**Supplied records:**
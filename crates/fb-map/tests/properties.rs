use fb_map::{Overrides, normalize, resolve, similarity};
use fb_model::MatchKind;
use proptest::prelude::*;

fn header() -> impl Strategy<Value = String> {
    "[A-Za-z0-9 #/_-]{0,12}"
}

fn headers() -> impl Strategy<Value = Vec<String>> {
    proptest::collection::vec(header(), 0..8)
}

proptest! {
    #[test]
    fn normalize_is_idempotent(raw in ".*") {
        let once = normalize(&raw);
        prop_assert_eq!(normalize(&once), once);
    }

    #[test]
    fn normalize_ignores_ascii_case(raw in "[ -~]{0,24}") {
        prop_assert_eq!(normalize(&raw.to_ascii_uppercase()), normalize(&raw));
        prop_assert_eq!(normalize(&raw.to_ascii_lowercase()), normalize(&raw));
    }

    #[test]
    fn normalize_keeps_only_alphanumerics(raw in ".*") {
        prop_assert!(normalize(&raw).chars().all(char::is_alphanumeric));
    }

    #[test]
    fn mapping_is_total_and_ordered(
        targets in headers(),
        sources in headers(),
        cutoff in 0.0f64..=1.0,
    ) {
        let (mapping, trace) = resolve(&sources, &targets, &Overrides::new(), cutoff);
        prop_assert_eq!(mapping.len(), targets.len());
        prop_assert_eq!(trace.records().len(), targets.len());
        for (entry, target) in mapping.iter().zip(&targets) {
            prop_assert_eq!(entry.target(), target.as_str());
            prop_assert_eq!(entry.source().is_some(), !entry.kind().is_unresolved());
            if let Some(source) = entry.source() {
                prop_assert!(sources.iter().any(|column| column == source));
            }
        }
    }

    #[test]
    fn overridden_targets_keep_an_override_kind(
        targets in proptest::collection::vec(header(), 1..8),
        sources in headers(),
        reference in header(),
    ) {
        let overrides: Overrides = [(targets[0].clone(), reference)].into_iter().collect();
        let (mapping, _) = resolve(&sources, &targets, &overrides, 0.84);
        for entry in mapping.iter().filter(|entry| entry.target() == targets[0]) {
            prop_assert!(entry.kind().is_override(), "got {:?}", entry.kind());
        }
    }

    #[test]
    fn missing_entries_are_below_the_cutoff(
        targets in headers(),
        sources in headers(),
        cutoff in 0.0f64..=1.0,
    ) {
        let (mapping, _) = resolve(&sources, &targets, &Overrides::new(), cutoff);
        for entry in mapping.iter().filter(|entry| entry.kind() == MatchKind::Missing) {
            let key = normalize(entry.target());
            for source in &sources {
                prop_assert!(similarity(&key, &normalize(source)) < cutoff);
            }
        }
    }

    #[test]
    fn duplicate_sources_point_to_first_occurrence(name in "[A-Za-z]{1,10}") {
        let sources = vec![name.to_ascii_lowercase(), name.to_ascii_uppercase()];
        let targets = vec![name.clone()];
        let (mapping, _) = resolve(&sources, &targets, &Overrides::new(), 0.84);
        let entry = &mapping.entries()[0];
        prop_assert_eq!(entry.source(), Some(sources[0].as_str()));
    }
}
==
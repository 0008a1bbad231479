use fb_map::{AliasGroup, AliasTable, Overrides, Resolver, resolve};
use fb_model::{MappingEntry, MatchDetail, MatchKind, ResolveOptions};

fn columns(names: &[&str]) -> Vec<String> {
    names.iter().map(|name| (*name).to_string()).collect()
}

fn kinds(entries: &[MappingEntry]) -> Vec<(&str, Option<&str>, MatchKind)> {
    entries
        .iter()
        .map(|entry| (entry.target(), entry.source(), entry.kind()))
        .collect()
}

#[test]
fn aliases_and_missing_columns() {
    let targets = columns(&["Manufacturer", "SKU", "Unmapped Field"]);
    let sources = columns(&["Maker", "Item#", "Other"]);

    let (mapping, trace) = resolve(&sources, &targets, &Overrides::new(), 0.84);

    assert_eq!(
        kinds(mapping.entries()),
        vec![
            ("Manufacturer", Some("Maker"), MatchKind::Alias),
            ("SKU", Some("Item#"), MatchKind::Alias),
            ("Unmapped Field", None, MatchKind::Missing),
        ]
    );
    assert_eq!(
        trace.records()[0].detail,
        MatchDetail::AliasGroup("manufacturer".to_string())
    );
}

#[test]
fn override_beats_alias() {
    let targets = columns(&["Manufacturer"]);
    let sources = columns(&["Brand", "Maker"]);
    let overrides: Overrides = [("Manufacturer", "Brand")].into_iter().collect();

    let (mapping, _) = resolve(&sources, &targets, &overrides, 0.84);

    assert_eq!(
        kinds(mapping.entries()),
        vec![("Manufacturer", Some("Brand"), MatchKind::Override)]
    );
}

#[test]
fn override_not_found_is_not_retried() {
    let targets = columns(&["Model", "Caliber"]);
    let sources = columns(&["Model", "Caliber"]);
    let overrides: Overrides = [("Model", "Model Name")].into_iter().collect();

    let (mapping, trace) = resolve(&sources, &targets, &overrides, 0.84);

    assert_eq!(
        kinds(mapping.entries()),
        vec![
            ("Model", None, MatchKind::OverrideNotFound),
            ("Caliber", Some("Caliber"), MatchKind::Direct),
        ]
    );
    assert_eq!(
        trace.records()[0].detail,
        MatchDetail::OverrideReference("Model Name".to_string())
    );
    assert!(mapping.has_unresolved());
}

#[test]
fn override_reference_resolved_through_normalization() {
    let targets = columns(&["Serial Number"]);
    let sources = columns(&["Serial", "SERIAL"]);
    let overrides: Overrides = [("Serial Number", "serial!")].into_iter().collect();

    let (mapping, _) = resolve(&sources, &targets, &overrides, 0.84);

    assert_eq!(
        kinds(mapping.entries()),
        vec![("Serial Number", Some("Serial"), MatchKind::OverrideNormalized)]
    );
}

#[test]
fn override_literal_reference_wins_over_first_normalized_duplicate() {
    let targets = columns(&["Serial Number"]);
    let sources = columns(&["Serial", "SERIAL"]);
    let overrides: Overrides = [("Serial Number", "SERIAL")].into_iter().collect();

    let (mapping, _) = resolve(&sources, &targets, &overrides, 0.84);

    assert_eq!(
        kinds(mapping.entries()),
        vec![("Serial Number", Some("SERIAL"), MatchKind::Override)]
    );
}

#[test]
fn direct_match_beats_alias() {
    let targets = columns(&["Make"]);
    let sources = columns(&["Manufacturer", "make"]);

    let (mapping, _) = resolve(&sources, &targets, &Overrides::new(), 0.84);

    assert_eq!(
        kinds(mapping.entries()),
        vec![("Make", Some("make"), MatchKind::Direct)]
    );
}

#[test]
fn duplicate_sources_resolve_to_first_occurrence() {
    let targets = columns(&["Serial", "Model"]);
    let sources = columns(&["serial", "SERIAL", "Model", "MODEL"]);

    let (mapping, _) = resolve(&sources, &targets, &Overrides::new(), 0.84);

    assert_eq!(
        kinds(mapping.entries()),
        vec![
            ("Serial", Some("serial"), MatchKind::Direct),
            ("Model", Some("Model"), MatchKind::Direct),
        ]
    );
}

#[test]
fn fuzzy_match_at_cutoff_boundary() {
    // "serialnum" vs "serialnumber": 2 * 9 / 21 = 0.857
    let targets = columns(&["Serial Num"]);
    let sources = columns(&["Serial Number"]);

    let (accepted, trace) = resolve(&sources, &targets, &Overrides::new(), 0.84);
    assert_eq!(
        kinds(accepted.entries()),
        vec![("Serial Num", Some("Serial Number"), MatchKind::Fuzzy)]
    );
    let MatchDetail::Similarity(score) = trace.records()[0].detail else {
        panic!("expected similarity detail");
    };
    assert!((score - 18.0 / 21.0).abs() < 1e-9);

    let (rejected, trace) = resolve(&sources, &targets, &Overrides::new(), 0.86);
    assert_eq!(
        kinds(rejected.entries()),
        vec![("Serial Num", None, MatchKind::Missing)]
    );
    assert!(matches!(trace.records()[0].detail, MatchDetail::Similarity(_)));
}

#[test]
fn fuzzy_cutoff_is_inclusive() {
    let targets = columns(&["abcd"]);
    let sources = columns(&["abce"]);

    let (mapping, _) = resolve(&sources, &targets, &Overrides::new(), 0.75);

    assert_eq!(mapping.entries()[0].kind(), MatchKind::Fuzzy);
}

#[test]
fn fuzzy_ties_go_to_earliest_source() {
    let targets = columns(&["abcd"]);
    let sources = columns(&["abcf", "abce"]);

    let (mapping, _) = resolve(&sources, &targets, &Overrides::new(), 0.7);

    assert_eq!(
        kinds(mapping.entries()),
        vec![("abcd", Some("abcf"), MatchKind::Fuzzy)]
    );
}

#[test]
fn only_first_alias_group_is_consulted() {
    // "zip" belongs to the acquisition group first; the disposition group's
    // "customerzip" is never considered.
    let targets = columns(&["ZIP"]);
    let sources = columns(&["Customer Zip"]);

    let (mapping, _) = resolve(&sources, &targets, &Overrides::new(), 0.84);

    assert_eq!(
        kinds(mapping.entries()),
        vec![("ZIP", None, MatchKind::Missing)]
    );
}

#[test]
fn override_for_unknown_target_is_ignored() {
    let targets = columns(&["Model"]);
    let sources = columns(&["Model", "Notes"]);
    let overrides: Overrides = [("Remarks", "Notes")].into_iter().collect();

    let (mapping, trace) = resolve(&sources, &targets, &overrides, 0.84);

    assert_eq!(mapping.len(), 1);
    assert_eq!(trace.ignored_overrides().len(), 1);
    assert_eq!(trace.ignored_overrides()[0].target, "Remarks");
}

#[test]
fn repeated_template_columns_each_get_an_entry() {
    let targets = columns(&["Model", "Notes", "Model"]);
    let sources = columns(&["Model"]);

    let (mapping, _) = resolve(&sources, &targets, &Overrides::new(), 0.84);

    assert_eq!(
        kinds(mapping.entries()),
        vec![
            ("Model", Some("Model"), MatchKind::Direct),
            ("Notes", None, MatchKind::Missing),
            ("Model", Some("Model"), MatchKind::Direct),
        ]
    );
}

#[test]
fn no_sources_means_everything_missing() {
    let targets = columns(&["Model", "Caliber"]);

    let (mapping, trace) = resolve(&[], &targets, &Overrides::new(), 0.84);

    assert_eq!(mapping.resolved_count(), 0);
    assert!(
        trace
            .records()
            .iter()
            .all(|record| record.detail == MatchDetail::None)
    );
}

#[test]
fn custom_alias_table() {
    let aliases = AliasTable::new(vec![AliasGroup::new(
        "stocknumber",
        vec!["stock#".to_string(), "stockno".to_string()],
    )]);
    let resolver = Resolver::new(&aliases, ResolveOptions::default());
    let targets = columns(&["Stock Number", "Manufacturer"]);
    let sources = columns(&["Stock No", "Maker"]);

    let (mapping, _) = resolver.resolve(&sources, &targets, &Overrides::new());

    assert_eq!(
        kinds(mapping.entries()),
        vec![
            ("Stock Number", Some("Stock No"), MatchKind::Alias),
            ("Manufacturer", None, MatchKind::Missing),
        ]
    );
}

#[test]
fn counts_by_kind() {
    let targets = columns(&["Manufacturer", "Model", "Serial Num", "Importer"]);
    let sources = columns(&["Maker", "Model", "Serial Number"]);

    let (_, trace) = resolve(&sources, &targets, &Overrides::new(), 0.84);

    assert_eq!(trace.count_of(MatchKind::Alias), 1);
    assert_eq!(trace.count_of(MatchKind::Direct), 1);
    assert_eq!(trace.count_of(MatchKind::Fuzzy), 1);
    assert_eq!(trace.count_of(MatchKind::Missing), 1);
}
---
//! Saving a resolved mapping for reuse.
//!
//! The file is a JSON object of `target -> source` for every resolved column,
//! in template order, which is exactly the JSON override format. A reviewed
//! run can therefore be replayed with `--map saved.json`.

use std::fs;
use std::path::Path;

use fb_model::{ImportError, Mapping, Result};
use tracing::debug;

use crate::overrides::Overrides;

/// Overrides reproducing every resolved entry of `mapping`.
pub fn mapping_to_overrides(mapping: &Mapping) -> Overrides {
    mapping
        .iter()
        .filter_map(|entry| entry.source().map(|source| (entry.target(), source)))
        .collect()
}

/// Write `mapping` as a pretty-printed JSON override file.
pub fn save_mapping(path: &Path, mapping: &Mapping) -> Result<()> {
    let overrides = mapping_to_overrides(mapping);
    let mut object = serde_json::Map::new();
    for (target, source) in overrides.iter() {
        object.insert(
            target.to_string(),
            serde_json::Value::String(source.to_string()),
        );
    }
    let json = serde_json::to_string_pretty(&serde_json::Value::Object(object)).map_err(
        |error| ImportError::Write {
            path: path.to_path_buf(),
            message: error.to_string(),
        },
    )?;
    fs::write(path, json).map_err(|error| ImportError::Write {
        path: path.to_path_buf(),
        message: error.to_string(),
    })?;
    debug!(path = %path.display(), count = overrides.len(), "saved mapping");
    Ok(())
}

**Assignment:** When the string "message" occurs in a line of the material, that line belongs in the answer.

**Task response:**
            message: error.to_string(),
        message: error.to_string(),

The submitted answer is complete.